5 minute read
Fall/Winter 2022 Alumni Magazine
Developing A General Non-Equilibrium Theoretical Framework
By Zhiyue Lu
Energy and information are probably the two most crucial quantities to describe the vivid world evolving around us. Energy characterizes the potential of one system to alter another system. Energy gives one the ability to generate motion, separate and enrich materials, exchange heat, and drive chemical reactions. Information, then, characterizes the inherent statistical correlation between distinct systems. For example, a living organism can increase its chance of survival by obtaining information, which is characterized by the correlation between the organism’s living strategy with the current (or even the future trend of) environmental conditions.
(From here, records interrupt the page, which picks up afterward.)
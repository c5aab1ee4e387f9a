//! Structured extraction of questions from generated text.
//!
//! The generator's output format is not guaranteed, so extraction is
//! lenient: every non-blank segment yields exactly one question, and a
//! malformed segment degrades to a partially populated record instead of
//! failing the batch. Nothing in this module returns an error.

use crate::model::{McqQuestion, OptionLabel, Question, QuestionKind, TheoryQuestion};

/// Marker that starts every question in the generated text.
pub const QUESTION_DELIMITER: &str = "Question: ";

/// Marker that separates a theory question from its reference answer.
pub const MODEL_ANSWER_DELIMITER: &str = "Model Answer:";

/// Prefix of the line carrying the correct option of an MCQ question.
pub const CORRECT_PREFIX: &str = "Correct:";

/// Number of option lines read after the question line.
pub const OPTION_COUNT: usize = 4;

/// Extract questions of the given kind from a raw generation response.
pub fn extract(raw: &str, kind: QuestionKind) -> Vec<Question> {
    segments(raw)
        .map(|segment| match kind {
            QuestionKind::Mcq => Question::Mcq(parse_mcq(segment)),
            QuestionKind::Theory => Question::Theory(parse_theory(segment)),
        })
        .collect()
}

/// Split raw text into question segments.
///
/// Text before the first delimiter is preamble and is dropped, as is any
/// segment that is blank.
pub fn segments(raw: &str) -> impl Iterator<Item = &str> {
    let mut parts = raw.split(QUESTION_DELIMITER);
    if let Some(preamble) = parts.next() {
        if !preamble.trim().is_empty() {
            tracing::debug!(len = preamble.len(), "dropping preamble before first question");
        }
    }
    parts.filter(|segment| !segment.trim().is_empty())
}

/// Parse one multiple-choice segment.
///
/// Line 0 is the question, lines 1..=4 are taken verbatim as options, and
/// the first line starting with `Correct:` supplies the answer label.
pub fn parse_mcq(segment: &str) -> McqQuestion {
    let lines: Vec<&str> = segment
        .lines()
        .map(str::trim)
        .filter(|line| !line.is_empty())
        .collect();

    let text = lines.first().copied().unwrap_or_default().to_string();
    let options: Vec<String> = lines
        .iter()
        .skip(1)
        .take(OPTION_COUNT)
        .map(|line| line.to_string())
        .collect();

    let marked = lines
        .iter()
        .find(|line| line.starts_with(CORRECT_PREFIX))
        .and_then(|line| line.split_once(':'))
        .map(|(_, rest)| rest.trim());

    let correct = match marked {
        Some(raw_label) => match OptionLabel::parse_lenient(raw_label) {
            Some(label) if label.index() < options.len() => Some(label),
            Some(label) => {
                tracing::debug!(%label, options = options.len(), "correct label has no matching option");
                None
            }
            None => {
                tracing::debug!(raw_label, "unrecognised correct label");
                None
            }
        },
        None => {
            tracing::debug!(question = %text, "no Correct: line in segment");
            None
        }
    };

    if options.len() < OPTION_COUNT {
        tracing::debug!(question = %text, options = options.len(), "short option list");
    }

    McqQuestion {
        text,
        options,
        correct,
    }
}

/// Parse one theory segment.
///
/// Everything before the first `Model Answer:` is the question; everything
/// after it, including any later occurrences of the marker, is the answer.
pub fn parse_theory(segment: &str) -> TheoryQuestion {
    match segment.split_once(MODEL_ANSWER_DELIMITER) {
        Some((text, answer)) => {
            let text = text.trim().to_string();
            if text.is_empty() {
                tracing::debug!("theory segment has an empty question");
            }
            TheoryQuestion {
                text,
                model_answer: answer.trim().to_string(),
            }
        }
        None => {
            tracing::debug!("no Model Answer: marker in segment");
            TheoryQuestion {
                text: segment.trim().to_string(),
                model_answer: String::new(),
            }
        }
    }
}
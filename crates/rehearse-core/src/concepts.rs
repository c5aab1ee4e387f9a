//! Fixed-vocabulary concept tagging.
//!
//! A question is tagged with every vocabulary keyword that appears in it as
//! a whole whitespace-separated token. Matching is case-insensitive but
//! otherwise exact: `"function?"` and `"functional"` are both different
//! tokens from `function`. Paraphrases are missed.

use std::collections::BTreeSet;

/// Keywords recognised out of the box.
pub const DEFAULT_VOCABULARY: &[&str] = &[
    "algorithm",
    "api",
    "array",
    "async",
    "await",
    "cache",
    "callback",
    "class",
    "concurrency",
    "database",
    "function",
    "graph",
    "hash",
    "heap",
    "http",
    "index",
    "inheritance",
    "interface",
    "list",
    "memory",
    "mutex",
    "object",
    "pointer",
    "promise",
    "query",
    "queue",
    "recursion",
    "rest",
    "search",
    "security",
    "sorting",
    "sql",
    "stack",
    "string",
    "testing",
    "thread",
    "transaction",
    "tree",
];

/// Tags question text with concepts from a configurable vocabulary.
#[derive(Debug, Clone, PartialEq, Eq)]
pub struct ConceptTagger {
    vocabulary: BTreeSet<String>,
}

impl Default for ConceptTagger {
    fn default() -> Self {
        Self::with_vocabulary(DEFAULT_VOCABULARY.iter().copied())
    }
}

impl ConceptTagger {
    /// Build a tagger over a custom keyword list.
    ///
    /// Keywords are lower-cased; blank entries and entries containing
    /// whitespace (which could never match a single token) are ignored.
    pub fn with_vocabulary<I, S>(keywords: I) -> Self
    where
        I: IntoIterator<Item = S>,
        S: AsRef<str>,
    {
        let vocabulary = keywords
            .into_iter()
            .filter_map(|k| {
                let k = k.as_ref().trim().to_lowercase();
                if k.is_empty() || k.contains(char::is_whitespace) {
                    tracing::warn!(keyword = %k, "ignoring unusable concept keyword");
                    None
                } else {
                    Some(k)
                }
            })
            .collect();
        Self { vocabulary }
    }

    pub fn vocabulary(&self) -> impl Iterator<Item = &str> {
        self.vocabulary.iter().map(String::as_str)
    }

    /// Return the set of vocabulary keywords present in `text`.
    pub fn tag(&self, text: &str) -> BTreeSet<String> {
        text.to_lowercase()
            .split_whitespace()
            .filter(|token| self.vocabulary.contains(*token))
            .map(str::to_string)
            .collect()
    }
}

/// Tag `text` with the default vocabulary.
pub fn tag_concepts(text: &str) -> BTreeSet<String> {
    ConceptTagger::default().tag(text)
}
//! The `rehearse report` command and the terminal summary tables.

use std::path::PathBuf;

use anyhow::{Context, Result};
use comfy_table::{Cell, Table};

use rehearse_core::mastery::FocusKind;
use rehearse_core::report::{Report, SessionRecord};
use rehearse_report::html::generate_html;

pub fn execute(session_path: PathBuf, format: String, output: Option<PathBuf>) -> Result<()> {
    let session = SessionRecord::load_json(&session_path)?;

    let rendered = match format.as_str() {
        "text" => render_text(&session.report),
        "json" => serde_json::to_string_pretty(&session.report)?,
        "markdown" | "md" => session.report.to_markdown(),
        "html" => generate_html(&session),
        other => anyhow::bail!("unknown format '{other}'; expected text, json, markdown or html"),
    };

    match output {
        Some(path) => {
            std::fs::write(&path, rendered)
                .with_context(|| format!("failed to write {}", path.display()))?;
            eprintln!("Report written to: {}", path.display());
        }
        None => println!("{rendered}"),
    }
    Ok(())
}

/// Per-topic table with an overall row.
pub fn summary_table(report: &Report) -> Table {
    let mut table = Table::new();
    table.set_header(vec![
        "Topic",
        "Correct",
        "Total",
        "Score",
        "Avg time",
        "Weak concepts",
    ]);

    for (topic, t) in &report.topic_wise {
        table.add_row(vec![
            Cell::new(topic),
            Cell::new(t.correct),
            Cell::new(t.total),
            Cell::new(t.percentage),
            Cell::new(
                t.average_time_seconds
                    .map(|s| format!("{s:.1}s"))
                    .unwrap_or_else(|| "-".into()),
            ),
            Cell::new(t.weak_areas.join(", ")),
        ]);
    }

    table.add_row(vec![
        Cell::new("Overall"),
        Cell::new(report.overall.correct),
        Cell::new(report.overall.total),
        Cell::new(report.overall.percentage),
        Cell::new(""),
        Cell::new(report.weak_areas.join(", ")),
    ]);
    table
}

fn concept_table(report: &Report) -> Table {
    let mut table = Table::new();
    table.set_header(vec!["Concept", "Correct", "Total", "Mastery"]);
    for (concept, c) in &report.concept_mastery {
        table.add_row(vec![
            Cell::new(concept),
            Cell::new(c.correct),
            Cell::new(c.total),
            Cell::new(c.percentage),
        ]);
    }
    table
}

/// Focus list as plain lines, lowest mastery first.
pub fn focus_lines(report: &Report) -> Vec<String> {
    report
        .recommended_focus
        .iter()
        .map(|item| {
            let label = match item.kind {
                FocusKind::Weak => "weak",
                FocusKind::Practice => "practice",
            };
            format!("{} [{label}] {}", item.concept, item.mastery_percentage)
        })
        .collect()
}

fn render_text(report: &Report) -> String {
    let mut out = format!("{}\n", summary_table(report));
    if !report.concept_mastery.is_empty() {
        out.push_str(&format!("\n{}\n", concept_table(report)));
    }
    let focus = focus_lines(report);
    if !focus.is_empty() {
        out.push_str("\nRecommended focus:\n");
        for line in focus {
            out.push_str(&format!("  {line}\n"));
        }
    }
    out
}
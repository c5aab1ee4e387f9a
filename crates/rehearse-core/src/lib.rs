//! rehearse-core: question extraction, concept tagging, and mastery tracking.
//!
//! This crate turns free-form generated text into typed questions, tracks
//! how well a candidate answers them, and derives weak areas and focus
//! recommendations. The generation service itself sits behind the
//! [`traits::GenerationProvider`] trait.

pub mod concepts;
pub mod engine;
pub mod error;
pub mod evaluation;
pub mod extract;
pub mod mastery;
pub mod model;
pub mod prompt;
pub mod report;
pub mod traits;
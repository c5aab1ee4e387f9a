//! The `rehearse extract` command.

use std::io::Read;
use std::path::PathBuf;

use anyhow::{Context, Result};

use rehearse_core::extract::extract;
use rehearse_core::model::QuestionKind;

pub fn execute(input: PathBuf, kind: QuestionKind) -> Result<()> {
    let raw = if input.as_os_str() == "-" {
        let mut buf = String::new();
        std::io::stdin()
            .read_to_string(&mut buf)
            .context("failed to read stdin")?;
        buf
    } else {
        std::fs::read_to_string(&input)
            .with_context(|| format!("failed to read {}", input.display()))?
    };

    let questions = extract(&raw, kind);
    if questions.is_empty() {
        tracing::warn!("no questions found; is the response in the expected format?");
    }
    println!("{}", serde_json::to_string_pretty(&questions)?);
    Ok(())
}
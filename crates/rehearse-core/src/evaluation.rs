//! Answer evaluation.
//!
//! Multiple-choice answers are checked locally against the marked option.
//! Theory answers are judged by the generation service; this module only
//! reads the verdict out of the judge's reply.

use serde::{Deserialize, Serialize};

use crate::model::{McqQuestion, OptionLabel};

/// Outcome of judging one answer.
#[derive(Debug, Clone, PartialEq, Eq, Serialize, Deserialize)]
pub struct Evaluation {
    pub is_correct: bool,
    /// Feedback shown to the user and stored on the answer event.
    pub text: String,
}

/// Check a multiple-choice response such as `"b"` or `"B) O(log n)"`.
///
/// Returns `None` when the question has no marked answer and therefore
/// cannot be scored.
pub fn evaluate_choice(question: &McqQuestion, response: &str) -> Option<Evaluation> {
    let correct = question.correct?;
    let expected = question
        .options
        .get(correct.index())
        .map(String::as_str)
        .unwrap_or_default();

    let evaluation = match OptionLabel::parse_lenient(response) {
        Some(chosen) if chosen == correct => Evaluation {
            is_correct: true,
            text: format!("Correct! {expected}"),
        },
        Some(chosen) => Evaluation {
            is_correct: false,
            text: format!("Incorrect. You chose {chosen}; the answer is {expected}"),
        },
        None => Evaluation {
            is_correct: false,
            text: format!("Incorrect. No option A-D recognised; the answer is {expected}"),
        },
    };
    Some(evaluation)
}

/// Read the verdict from a judge reply.
///
/// The reply is expected to start with `Correct` or `Incorrect`. Anything
/// else, including an empty reply, counts as incorrect.
pub fn parse_verdict(reply: &str) -> bool {
    reply
        .split_whitespace()
        .next()
        .map(|word| word.trim_matches(|c: char| !c.is_alphanumeric()))
        .is_some_and(|word| word.eq_ignore_ascii_case("correct"))
}

/// Turn a judge reply into an [`Evaluation`].
pub fn evaluation_from_reply(reply: &str) -> Evaluation {
    Evaluation {
        is_correct: parse_verdict(reply),
        text: reply.trim().to_string(),
    }
}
The flow between energy and information constitute a critical a pillar to almost any process in the world.
Despite the success of thermodynamics theory and the trending studies of information thermodynamics, energy flow, and information flow can still only be well described for processes limited to near-equilibrium or at non-equilibrium steady states. However, most of the interesting chemical processes and living organisms operate at a distance from equilibrium. Can there be a general non-equilibrium theoretical framework to describe, predict and even guide the design of the energy and information flows for complex systems far from equilibrium? This is the question that guides thermodynamics study within the Lu group.
The Lu group has made a number of baby steps (but important steps) made toward the long-term goal of developing a general non-equilibrium theoretical framework. By constructing toy models and performing numerical simulations and mathematical derivations, researchers at the Lu group are actively identifying the universal principles behind non-equilibrium energy and information flows within several types of complex systems, examples of which are on the following page.
Generalized catalysis. Traditional theory of catalysis has been successfully constructed on the concept of creating alternative reaction pathways of lower kinetic barriers. In this regime, the catalyst can only speed up a chemical reaction; it can never alter the spontaneous direction of the chemical reaction. However, according to recent result derived by the Lu group, there could be another general type of energy-flow-driven catalysts that can outperform traditional catalysts when it is exposed to a time-changing signal or environment. For example, certain catalytic reaction pathways could harness the energy from a time-varying environment and convert that energy to either (1) invert or (2) strengthen a spontaneous chemical reaction. When the reaction is inverted, the catalyst resembles a thermal engine that pumps the reaction backward, converting low free energy products back into high free energy reactants. When the reaction is strengthened, the catalyst assists the spontaneous reaction by utilizing the active dissipation of energy into the thermal bath, a notable distinction from the traditional catalysis mechanism. Moreover, Lu group researchers have derived a universal design principle to assist experiments to identify and design the optimal reaction pathways of these new type of catalysts.
Information sensors. Complex reaction networks are ubiquitous in chemical and biological systems. Such reaction networks not only allow atom exchange and energy transfer among molecules but also transfer information. Taking chemotaxis as an example, a single cell could couple the internal chemical reaction with the external concentration of food or toxins via a simple ligand-binding sensory network, thus enabling the environmental information to be transduced and computed by the internal chemical reaction network. The result would then be generation of environmentwise responses such as swimming to food or flee from danger. Inspired by the delicate yet robust information flow in the biochemical reaction networks of the living organisms, the Lu group researchers are working toward a general theory to guide the design of chemical reaction information processors. Recently, the group has shown that even a single receptor molecule can transduce multiple channels of information, allowing for chemical reaction networks to perform multiplexing information transduction that is commonly found in electronic information transducers.